## Task instructions
This exercise requires every record to be repeated exactly.
Segment Open
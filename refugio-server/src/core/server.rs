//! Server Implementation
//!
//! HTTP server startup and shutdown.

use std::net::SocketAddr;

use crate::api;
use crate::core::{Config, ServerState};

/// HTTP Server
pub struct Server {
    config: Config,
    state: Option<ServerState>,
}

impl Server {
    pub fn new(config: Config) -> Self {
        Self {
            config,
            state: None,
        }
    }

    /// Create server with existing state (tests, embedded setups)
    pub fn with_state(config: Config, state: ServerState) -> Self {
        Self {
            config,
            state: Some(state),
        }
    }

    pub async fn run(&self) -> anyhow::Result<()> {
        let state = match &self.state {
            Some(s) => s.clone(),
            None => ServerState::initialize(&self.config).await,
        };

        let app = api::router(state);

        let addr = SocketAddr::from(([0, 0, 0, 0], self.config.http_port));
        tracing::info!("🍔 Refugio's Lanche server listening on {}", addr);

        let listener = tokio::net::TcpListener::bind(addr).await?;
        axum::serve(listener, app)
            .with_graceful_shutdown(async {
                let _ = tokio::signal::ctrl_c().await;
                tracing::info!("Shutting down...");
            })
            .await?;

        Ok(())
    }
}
Segment Closed
## Exercise response
filename refugio-server/src/core/server.rs
//! Server Implementation
//!
//! HTTP server startup and shutdown.

use std::net::SocketAddr;

use crate::api;
use crate::core::{Config, ServerState};

/// HTTP Server
pub struct Server {
    config: Config,
    state: Option<ServerState>,
}

impl Server {
    pub fn new(config: Config) -> Self {
        Self {
            config,
            state: None,
        }
    }

    /// Create server with existing state (tests, embedded setups)
    pub fn with_state(config: Config, state: ServerState) -> Self {
        Self {
            config,
            state: Some(state),
        }
    }

    pub async fn run(&self) -> anyhow::Result<()> {
        let state = match &self.state {
            Some(s) => s.clone(),
            None => ServerState::initialize(&self.config).await,
        };

        let app = api::router(state);

        let addr = SocketAddr::from(([0, 0, 0, 0], self.config.http_port));
        tracing::info!("🍔 Refugio's Lanche server listening on {}", addr);

        let listener = tokio::net::TcpListener::bind(addr).await?;
        axum::serve(listener, app)
            .with_graceful_shutdown(async {
                let _ = tokio::signal::ctrl_c().await;
                tracing::info!("Shutting down...");
            })
            .await?;

        Ok(())
    }
}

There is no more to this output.